Directions for this task ▸
Reading the records below, how many lines contain "interactive"? Respond with a number and nothing else.

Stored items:

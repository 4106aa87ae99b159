// Copyright 2026 Phillip Cloud
// Licensed under the Apache License, Version 2.0

mod config;
mod logging;
mod runtime;

use anyhow::{Context, Result, anyhow};
use config::Config;
use cropcast_app::Session;
use cropcast_testkit::{MockOptions, MockService};
use cropcast_tui::UiOptions;
use logging::LogTarget;
use runtime::ServiceRuntime;
use std::env;
use std::path::PathBuf;
use std::time::Duration;
use tracing::{error, info};

const DEMO_LATENCY: Duration = Duration::from_millis(250);

fn main() {
    if let Err(error) = run() {
        eprintln!("{error:#}");
        std::process::exit(1);
    }
}

fn run() -> Result<()> {
    let options = parse_cli_args(env::args().skip(1), Config::default_path()?)?;
    if options.show_help {
        print_help();
        return Ok(());
    }

    if options.print_config_path {
        println!("{}", options.config_path.display());
        return Ok(());
    }

    if options.print_example {
        print!("{}", Config::example_config(&options.config_path));
        return Ok(());
    }

    let config = Config::load(&options.config_path).with_context(|| {
        format!(
            "load config {}; run `cropcast --print-example-config` to generate a v1 template",
            options.config_path.display()
        )
    })?;

    let interactive = !options.check_only && !options.print_metadata;
    if interactive {
        let log_file = config.log_file()?;
        logging::init(LogTarget::File(&log_file), config.log_level())?;
    } else {
        logging::init(LogTarget::Stderr, config.log_level())?;
    }
    info!(config = %options.config_path.display(), "starting cropcast");

    let demo_service = if options.demo {
        let service = MockService::start_with(MockOptions {
            latency: DEMO_LATENCY,
            ..MockOptions::default()
        })?;
        info!(base_url = service.base_url(), "serving sample catalog");
        Some(service)
    } else {
        None
    };

    let cli_base_url = demo_service
        .as_ref()
        .map(MockService::base_url)
        .or(options.base_url.as_deref());
    let base_url = config.resolve_base_url(cli_base_url).inspect_err(|error| {
        error!(%error, "service base URL unavailable");
    })?;
    let timeout = config.timeout()?;
    let client = cropcast_api::Client::new(&base_url, timeout).with_context(|| {
        format!(
            "invalid [service] config in {}; fix base_url/timeout values",
            options.config_path.display()
        )
    })?;
    info!(base_url = client.base_url(), ?timeout, "service client ready");

    if options.check_only {
        let health = client
            .health()
            .map_err(|error| anyhow!("{error} -- check that the service is running and retry"))?;
        println!("{}: {}", client.base_url(), health.status);
        return Ok(());
    }

    if options.print_metadata {
        let metadata = client
            .metadata()
            .map_err(|error| anyhow!("{error} -- check that the service is running and retry"))?;
        let rendered =
            serde_json::to_string_pretty(&metadata).context("render model metadata")?;
        println!("{rendered}");
        return Ok(());
    }

    let ui_options = UiOptions {
        currency_symbol: config.currency_symbol().to_owned(),
    };
    let mut session = Session::new();
    let mut runtime = ServiceRuntime::new(client);
    let result = cropcast_tui::run_app(&mut session, &mut runtime, &ui_options);
    drop(demo_service);
    info!("cropcast exited");
    result
}

#[derive(Debug, Clone, PartialEq, Eq)]
struct CliOptions {
    config_path: PathBuf,
    base_url: Option<String>,
    print_config_path: bool,
    print_example: bool,
    print_metadata: bool,
    demo: bool,
    check_only: bool,
    show_help: bool,
}

fn parse_cli_args<I, S>(args: I, default_config_path: PathBuf) -> Result<CliOptions>
where
    I: IntoIterator<Item = S>,
    S: AsRef<str>,
{
    let mut options = CliOptions {
        config_path: default_config_path,
        base_url: None,
        print_config_path: false,
        print_example: false,
        print_metadata: false,
        demo: false,
        check_only: false,
        show_help: false,
    };

    let mut iter = args.into_iter();
    while let Some(arg) = iter.next() {
        match arg.as_ref() {
            "--config" => {
                let value = iter
                    .next()
                    .ok_or_else(|| anyhow!("--config requires a file path"))?;
                options.config_path = PathBuf::from(value.as_ref());
            }
            "--base-url" => {
                let value = iter
                    .next()
                    .ok_or_else(|| anyhow!("--base-url requires a URL"))?;
                options.base_url = Some(value.as_ref().to_owned());
            }
            "--print-config-path" => {
                options.print_config_path = true;
            }
            "--print-example-config" => {
                options.print_example = true;
            }
            "--print-metadata" => {
                options.print_metadata = true;
            }
            "--demo" => {
                options.demo = true;
            }
            "--check" => {
                options.check_only = true;
            }
            "--help" | "-h" => {
                options.show_help = true;
            }
            unknown => {
                return Err(anyhow!(
                    "unknown argument {unknown:?}; run with --help to see supported options"
                ));
            }
        }
    }

    if options.demo && options.base_url.is_some() {
        return Err(anyhow!(
            "--demo serves its own sample catalog; drop --base-url and retry"
        ));
    }

    Ok(options)
}

fn print_help() {
    println!("cropcast - crop price estimates in the terminal");
    println!("  --config <path>          Use a specific config path");
    println!("  --base-url <url>         Estimation service URL (overrides CROPCAST_API_BASE_URL)");
    println!("  --print-config-path      Print resolved config path");
    println!("  --print-example-config   Print a v1 config template");
    println!("  --print-metadata         Print the service's model metadata and exit");
    println!("  --demo                   Launch against a built-in sample catalog");
    println!("  --check                  Validate config and reach the service, then exit");
    println!("  --help                   Show this help");
}
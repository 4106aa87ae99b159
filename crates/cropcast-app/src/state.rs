// Copyright 2026 Phillip Cloud
// Licensed under the Apache License, Version 2.0

use time::Date;
use tracing::{debug, warn};

use crate::{
    CascadeField, LookupScope, LookupTicket, OptionCatalog, PredictionFormInput, PredictionResult,
    PredictionTicket, Selection,
};

#[derive(Debug, Clone, PartialEq)]
pub enum PredictionPhase {
    Idle,
    Pending { ticket: PredictionTicket, date: Date },
    Succeeded(PredictionResult),
    Failed(String),
}

#[derive(Debug, Clone, PartialEq, Eq)]
pub struct LookupRequest {
    pub ticket: LookupTicket,
    pub field: CascadeField,
    pub scope: LookupScope,
}

#[derive(Debug, Clone, PartialEq, Eq)]
pub enum LookupOutcome {
    Options(Vec<String>),
    Failed(String),
}

#[derive(Debug, Clone, PartialEq)]
pub enum PredictionOutcome {
    Estimate {
        prediction: f64,
        fallback_used: Option<String>,
    },
    Failed(String),
}

#[derive(Debug, Clone, PartialEq)]
pub enum SessionCommand {
    Start,
    Select {
        field: CascadeField,
        value: Option<String>,
    },
    SetDate(Option<Date>),
    Submit,
    LookupFinished {
        ticket: LookupTicket,
        field: CascadeField,
        outcome: LookupOutcome,
    },
    PredictionFinished {
        ticket: PredictionTicket,
        outcome: PredictionOutcome,
    },
    SetStatus(String),
    ClearStatus,
}

#[derive(Debug, Clone, PartialEq)]
pub enum SessionEvent {
    LookupRequested(LookupRequest),
    OptionsReplaced {
        field: CascadeField,
        count: usize,
    },
    LookupDiscarded {
        field: CascadeField,
        ticket: LookupTicket,
    },
    LoadFailed(String),
    FieldChanged(CascadeField),
    FieldsCleared(Vec<CascadeField>),
    SelectionRejected(String),
    DateChanged(Option<Date>),
    PredictionRequested {
        ticket: PredictionTicket,
        input: PredictionFormInput,
    },
    PredictionSucceeded(PredictionResult),
    PredictionFailed(String),
    SubmissionRejected(String),
    StatusUpdated(String),
    StatusCleared,
}

/// One form instance: the selection, its option lists and the prediction cycle.
///
/// The session never performs I/O. Commands that need the service return
/// `LookupRequested` / `PredictionRequested` events; the caller executes them
/// and feeds the outcome back as `LookupFinished` / `PredictionFinished`.
#[derive(Debug, Clone, PartialEq)]
pub struct Session {
    selection: Selection,
    catalog: OptionCatalog,
    prediction: PredictionPhase,
    load_error: Option<String>,
    status_line: Option<String>,
    last_lookup: LookupTicket,
    last_prediction: PredictionTicket,
}

impl Default for Session {
    fn default() -> Self {
        Self {
            selection: Selection::default(),
            catalog: OptionCatalog::default(),
            prediction: PredictionPhase::Idle,
            load_error: None,
            status_line: None,
            last_lookup: LookupTicket::new(0),
            last_prediction: PredictionTicket::new(0),
        }
    }
}

impl Session {
    pub fn new() -> Self {
        Self::default()
    }

    pub fn selection(&self) -> &Selection {
        &self.selection
    }

    pub fn catalog(&self) -> &OptionCatalog {
        &self.catalog
    }

    pub fn prediction(&self) -> &PredictionPhase {
        &self.prediction
    }

    pub fn result(&self) -> Option<&PredictionResult> {
        match &self.prediction {
            PredictionPhase::Succeeded(result) => Some(result),
            _ => None,
        }
    }

    pub fn error(&self) -> Option<&str> {
        match &self.prediction {
            PredictionPhase::Failed(message) => Some(message),
            _ => None,
        }
    }

    pub fn is_pending(&self) -> bool {
        matches!(self.prediction, PredictionPhase::Pending { .. })
    }

    pub fn can_submit(&self) -> bool {
        !self.is_pending() && self.selection.is_complete()
    }

    pub fn load_error(&self) -> Option<&str> {
        self.load_error.as_deref()
    }

    pub fn status_line(&self) -> Option<&str> {
        self.status_line.as_deref()
    }

    pub fn dispatch(&mut self, command: SessionCommand) -> Vec<SessionEvent> {
        match command {
            SessionCommand::Start => {
                self.load_error = None;
                let request = self.issue_lookup(CascadeField::FIRST, LookupScope::default());
                vec![SessionEvent::LookupRequested(request)]
            }
            SessionCommand::Select { field, value } => self.select(field, value),
            SessionCommand::SetDate(date) => {
                self.selection.set_date(date);
                vec![SessionEvent::DateChanged(date)]
            }
            SessionCommand::Submit => self.submit(),
            SessionCommand::LookupFinished {
                ticket,
                field,
                outcome,
            } => self.finish_lookup(ticket, field, outcome),
            SessionCommand::PredictionFinished { ticket, outcome } => {
                self.finish_prediction(ticket, outcome)
            }
            SessionCommand::SetStatus(message) => vec![self.set_status(&message)],
            SessionCommand::ClearStatus => {
                self.status_line = None;
                vec![SessionEvent::StatusCleared]
            }
        }
    }

    fn select(&mut self, field: CascadeField, value: Option<String>) -> Vec<SessionEvent> {
        let value = value.filter(|value| !value.is_empty());
        if let Some(value) = &value
            && !self.catalog.contains(field, value)
        {
            let message = format!(
                "{value:?} is not an offered {} -- pick one from the list",
                field.label().to_ascii_lowercase()
            );
            return vec![
                SessionEvent::SelectionRejected(message.clone()),
                self.set_status(&message),
            ];
        }

        let chosen = value.is_some();
        self.selection.set(field, value);
        let mut events = vec![SessionEvent::FieldChanged(field)];

        let cleared = self.reset_descendants(field);
        if !cleared.is_empty() {
            events.push(SessionEvent::FieldsCleared(cleared));
        }

        if chosen
            && let Some(next) = field.next()
            && let Some(scope) = self.selection.scope_for(next)
        {
            let request = self.issue_lookup(next, scope);
            events.push(SessionEvent::LookupRequested(request));
        }
        events
    }

    fn reset_descendants(&mut self, field: CascadeField) -> Vec<CascadeField> {
        let descendants = field.descendants();
        for descendant in descendants {
            self.selection.set(*descendant, None);
            self.catalog.clear(*descendant);
        }
        descendants.to_vec()
    }

    fn issue_lookup(&mut self, field: CascadeField, scope: LookupScope) -> LookupRequest {
        self.last_lookup = self.last_lookup.next();
        let ticket = self.last_lookup;
        self.catalog.mark_outstanding(field, ticket);
        debug!(%ticket, field = field.param(), "lookup issued");
        LookupRequest {
            ticket,
            field,
            scope,
        }
    }

    fn finish_lookup(
        &mut self,
        ticket: LookupTicket,
        field: CascadeField,
        outcome: LookupOutcome,
    ) -> Vec<SessionEvent> {
        if !self.catalog.accept(field, ticket) {
            debug!(%ticket, field = field.param(), "stale lookup discarded");
            return vec![SessionEvent::LookupDiscarded { field, ticket }];
        }

        match outcome {
            LookupOutcome::Options(options) => {
                let count = options.len();
                self.catalog.replace(field, options);
                if field == CascadeField::FIRST {
                    self.load_error = None;
                }
                vec![SessionEvent::OptionsReplaced { field, count }]
            }
            LookupOutcome::Failed(error) if field == CascadeField::FIRST => {
                self.catalog.replace(field, Vec::new());
                let message = format!("Failed to load {}: {error}", field.endpoint());
                warn!(%ticket, %error, "initial lookup failed");
                self.load_error = Some(message.clone());
                vec![
                    SessionEvent::LoadFailed(message.clone()),
                    self.set_status(&message),
                ]
            }
            LookupOutcome::Failed(error) => {
                self.catalog.replace(field, Vec::new());
                warn!(%ticket, field = field.param(), %error, "lookup failed; offering no options");
                vec![SessionEvent::OptionsReplaced { field, count: 0 }]
            }
        }
    }

    fn submit(&mut self) -> Vec<SessionEvent> {
        if self.is_pending() {
            let message = "prediction already in flight -- wait for the result";
            return vec![
                SessionEvent::SubmissionRejected(message.to_owned()),
                self.set_status(message),
            ];
        }

        let input = match PredictionFormInput::from_selection(&self.selection) {
            Ok(input) => input,
            Err(error) => {
                let message = error.to_string();
                return vec![
                    SessionEvent::SubmissionRejected(message.clone()),
                    self.set_status(&message),
                ];
            }
        };

        self.last_prediction = self.last_prediction.next();
        let ticket = self.last_prediction;
        self.prediction = PredictionPhase::Pending {
            ticket,
            date: input.date,
        };
        debug!(%ticket, "prediction issued");
        vec![SessionEvent::PredictionRequested { ticket, input }]
    }

    fn finish_prediction(
        &mut self,
        ticket: PredictionTicket,
        outcome: PredictionOutcome,
    ) -> Vec<SessionEvent> {
        let PredictionPhase::Pending {
            ticket: pending,
            date,
        } = self.prediction
        else {
            return Vec::new();
        };
        if pending != ticket {
            debug!(%ticket, %pending, "stale prediction discarded");
            return Vec::new();
        }

        match outcome {
            PredictionOutcome::Estimate {
                prediction,
                fallback_used,
            } => {
                let result = PredictionResult::new(prediction, fallback_used.as_deref(), date);
                self.prediction = PredictionPhase::Succeeded(result.clone());
                vec![SessionEvent::PredictionSucceeded(result)]
            }
            PredictionOutcome::Failed(message) => {
                self.prediction = PredictionPhase::Failed(message.clone());
                vec![SessionEvent::PredictionFailed(message)]
            }
        }
    }

    fn set_status(&mut self, message: &str) -> SessionEvent {
        self.status_line = Some(message.to_owned());
        SessionEvent::StatusUpdated(message.to_owned())
    }
}
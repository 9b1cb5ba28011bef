use clap::ValueEnum;

#[derive(Debug, Clone, Copy, ValueEnum)]
pub enum CliDisplayMode {
  Auto,
  Direct,
  Ascii,
  Off,
}

/// How thumbnails are drawn in the modal.
#[derive(Debug, Clone, Copy, PartialEq, Eq)]
pub enum DisplayMode {
  /// No preview; nothing is fetched.
  Off,
  Ascii,
  /// True-color half-block cells, two pixels per cell.
  Direct,
}

impl DisplayMode {
  pub fn label(self) -> &'static str {
    match self {
      DisplayMode::Off => "off",
      DisplayMode::Ascii => "ascii",
      DisplayMode::Direct => "half-block",
    }
  }
}

/// Pick half-block rendering on true-color terminals, ASCII elsewhere.
pub fn detect_display_mode() -> DisplayMode {
  let var = |name: &str| std::env::var(name).unwrap_or_default();
  mode_for_terminal(&var("TERM"), &var("COLORTERM"))
}

/// `TERM=dumb` turns previews off; `COLORTERM` of `truecolor`/`24bit`
/// selects half-blocks.
fn mode_for_terminal(term: &str, colorterm: &str) -> DisplayMode {
  if term == "dumb" {
    DisplayMode::Off
  } else if colorterm.eq_ignore_ascii_case("truecolor") || colorterm.eq_ignore_ascii_case("24bit") {
    DisplayMode::Direct
  } else {
    DisplayMode::Ascii
  }
}

pub fn resolve_display_mode(cli: CliDisplayMode) -> DisplayMode {
  match cli {
    CliDisplayMode::Auto => detect_display_mode(),
    CliDisplayMode::Direct => DisplayMode::Direct,
    CliDisplayMode::Ascii => DisplayMode::Ascii,
    CliDisplayMode::Off => DisplayMode::Off,
  }
}

#[cfg(test)]
mod tests {
  use super::*;

  #[test]
  fn explicit_modes_skip_detection() {
    assert_eq!(resolve_display_mode(CliDisplayMode::Direct), DisplayMode::Direct);
    assert_eq!(resolve_display_mode(CliDisplayMode::Ascii), DisplayMode::Ascii);
    assert_eq!(resolve_display_mode(CliDisplayMode::Off), DisplayMode::Off);
  }

  #[test]
  fn terminal_capabilities_pick_mode() {
    assert_eq!(mode_for_terminal("dumb", "truecolor"), DisplayMode::Off);
    assert_eq!(mode_for_terminal("xterm-256color", "TrueColor"), DisplayMode::Direct);
    assert_eq!(mode_for_terminal("xterm-256color", "24bit"), DisplayMode::Direct);
    assert_eq!(mode_for_terminal("xterm", ""), DisplayMode::Ascii);
  }
}
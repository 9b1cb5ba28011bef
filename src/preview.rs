//! Thumbnail previews for the playback modal.

use anyhow::{Context, Result, anyhow};
use image::{DynamicImage, imageops::FilterType};
use ratatui::{
  buffer::Buffer,
  layout::Rect,
  style::{Color, Style},
  widgets::Widget,
};
use reqwest::Client;
use tracing::debug;

use crate::constants::constants;
use crate::display::DisplayMode;

async fn fetch_image(client: &Client, url: &str) -> Result<DynamicImage> {
  let response = client.get(url).send().await.with_context(|| format!("Failed to request {}", url))?;
  if !response.status().is_success() {
    return Err(anyhow!("HTTP {} for {}", response.status().as_u16(), url));
  }
  let bytes = response.bytes().await.with_context(|| format!("Failed to read image bytes from {}", url))?;
  image::load_from_memory(&bytes).with_context(|| format!("Failed to decode image (URL: {})", url))
}

/// Fetch a card's thumbnail, substituting the placeholder image when the
/// real one can't be fetched or decoded.
pub async fn fetch_thumbnail(client: &Client, url: &str) -> Result<DynamicImage> {
  fetch_or_placeholder(client, url, &constants().placeholder_thumbnail).await
}

async fn fetch_or_placeholder(client: &Client, url: &str, placeholder: &str) -> Result<DynamicImage> {
  match fetch_image(client, url).await {
    Ok(image) => Ok(image),
    Err(e) => {
      debug!(err = %format!("{:#}", e), "preview: thumbnail failed, using placeholder");
      fetch_image(client, placeholder).await
    }
  }
}

/// The last fetched thumbnail plus a copy resized for the current area.
pub struct ThumbnailCache {
  pub key: String,
  image: DynamicImage,
  resized: Option<(u16, u16, DynamicImage)>,
}

impl ThumbnailCache {
  pub fn new(key: String, image: DynamicImage) -> Self {
    Self { key, image, resized: None }
  }

  /// The image scaled to fill `area`, resizing only when the area changes.
  pub fn fitted(&mut self, area: Rect, mode: DisplayMode) -> &DynamicImage {
    let stale = !matches!(self.resized, Some((w, h, _)) if w == area.width && h == area.height);
    if stale {
      let target_w = area.width.max(1) as u32;
      // Half-blocks pack two pixel rows into each cell.
      let target_h = match mode {
        DisplayMode::Direct => area.height as u32 * 2,
        _ => area.height as u32,
      };
      let resized = self.image.resize(target_w, target_h.max(1), FilterType::Triangle);
      self.resized = Some((area.width, area.height, resized));
    }
    match self.resized {
      Some((_, _, ref img)) => img,
      None => &self.image,
    }
  }
}

const ASCII_RAMP: [&str; 10] = [" ", ".", ":", "-", "=", "+", "*", "#", "%", "@"];

pub struct ThumbnailWidget<'a> {
  pub image: &'a DynamicImage,
  pub mode: DisplayMode,
}

impl Widget for ThumbnailWidget<'_> {
  fn render(self, area: Rect, buf: &mut Buffer) {
    if area.is_empty() {
      return;
    }
    match self.mode {
      DisplayMode::Direct => render_half_blocks(self.image, area, buf),
      DisplayMode::Ascii => render_ascii(self.image, area, buf),
      DisplayMode::Off => {}
    }
  }
}

/// Offset that centers `inner` cells inside `outer`.
fn centered(outer: u16, inner: u32) -> u16 {
  (outer as u32).saturating_sub(inner).min(u16::MAX as u32) as u16 / 2
}

fn render_half_blocks(image: &DynamicImage, area: Rect, buf: &mut Buffer) {
  let rgb = image.to_rgb8();
  let img_w = rgb.width().min(area.width as u32);
  let img_h = rgb.height();
  let rows = img_h.div_ceil(2).min(area.height as u32);
  let x0 = area.x + centered(area.width, img_w);
  let y0 = area.y + centered(area.height, rows);

  for row in 0..rows {
    for col in 0..img_w {
      let upper = rgb.get_pixel(col, row * 2);
      let bg = if row * 2 + 1 < img_h {
        let lower = rgb.get_pixel(col, row * 2 + 1);
        Color::Rgb(lower[0], lower[1], lower[2])
      } else {
        Color::Reset
      };
      buf.set_string(
        x0 + col as u16,
        y0 + row as u16,
        "▀",
        Style::default().fg(Color::Rgb(upper[0], upper[1], upper[2])).bg(bg),
      );
    }
  }
}

fn render_ascii(image: &DynamicImage, area: Rect, buf: &mut Buffer) {
  let luma = image.to_luma8();
  let img_w = luma.width().min(area.width as u32);
  let img_h = luma.height().min(area.height as u32);
  let x0 = area.x + centered(area.width, img_w);
  let y0 = area.y + centered(area.height, img_h);

  for y in 0..img_h {
    for x in 0..img_w {
      let level = luma.get_pixel(x, y)[0] as usize * (ASCII_RAMP.len() - 1) / 255;
      buf.set_string(x0 + x as u16, y0 + y as u16, ASCII_RAMP[level], Style::default());
    }
  }
}
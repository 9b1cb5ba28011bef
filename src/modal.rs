//! The single playback slot. At most one video plays at a time.

use anyhow::Result;
use tracing::{debug, info};

use crate::constants::constants;
use crate::manifest::VideoRecord;

/// Whatever actually plays the video: an mpv process in the app, a
/// recorder in tests. `clear` must stop playback before returning.
pub trait PlayerFrame {
  /// The URL currently loaded, if any.
  fn source(&self) -> Option<&str>;
  async fn load(&mut self, url: &str) -> Result<()>;
  async fn clear(&mut self) -> Result<()>;
}

#[derive(Debug, Clone, PartialEq, Default)]
pub enum ModalState {
  #[default]
  Closed,
  Open {
    playback_url: String,
    source: Option<VideoRecord>,
  },
}

/// Platform embed URL for an id, else the record's direct URL.
pub fn embed_url(record: &VideoRecord) -> Option<String> {
  match (&record.id, &record.url) {
    (Some(id), _) => Some(constants().embed_url_for(id)),
    (None, Some(url)) => Some(url.clone()),
    (None, None) => None,
  }
}

/// Page to open in a browser: the watch page for an id, else the direct URL.
pub fn watch_url(record: &VideoRecord) -> Option<String> {
  match (&record.id, &record.url) {
    (Some(id), _) => Some(constants().watch_url_for(id)),
    (None, Some(url)) => Some(url.clone()),
    (None, None) => None,
  }
}

pub struct PlaybackModal<F> {
  state: ModalState,
  frame: F,
}

impl<F: PlayerFrame> PlaybackModal<F> {
  pub fn new(frame: F) -> Self {
    Self { state: ModalState::Closed, frame }
  }

  pub fn state(&self) -> &ModalState {
    &self.state
  }

  pub fn is_open(&self) -> bool {
    matches!(self.state, ModalState::Open { .. })
  }

  /// The record being played, if the modal is open on one.
  pub fn current(&self) -> Option<&VideoRecord> {
    match &self.state {
      ModalState::Open { source, .. } => source.as_ref(),
      ModalState::Closed => None,
    }
  }

  pub fn frame(&self) -> &F {
    &self.frame
  }

  pub fn frame_mut(&mut self) -> &mut F {
    &mut self.frame
  }

  /// Open on `record`, replacing whatever was playing. Returns `Ok(false)`
  /// without touching anything when the record has nothing to play.
  ///
  /// If the frame fails to load, the modal stays open on the URL so the
  /// failure can be shown next to it.
  pub async fn open(&mut self, record: &VideoRecord) -> Result<bool> {
    let Some(playback_url) = embed_url(record) else {
      debug!(title = %record.title, "modal: nothing to play");
      return Ok(false);
    };
    self.close().await?;
    info!(url = %playback_url, "modal: open");
    self.state = ModalState::Open { playback_url: playback_url.clone(), source: Some(record.clone()) };
    self.frame.load(&playback_url).await?;
    Ok(true)
  }

  /// Stop playback, then close. A no-op when already closed.
  pub async fn close(&mut self) -> Result<()> {
    if !self.is_open() {
      return Ok(());
    }
    let released = self.frame.clear().await;
    self.state = ModalState::Closed;
    info!("modal: closed");
    released
  }
}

Output for this task ▸
2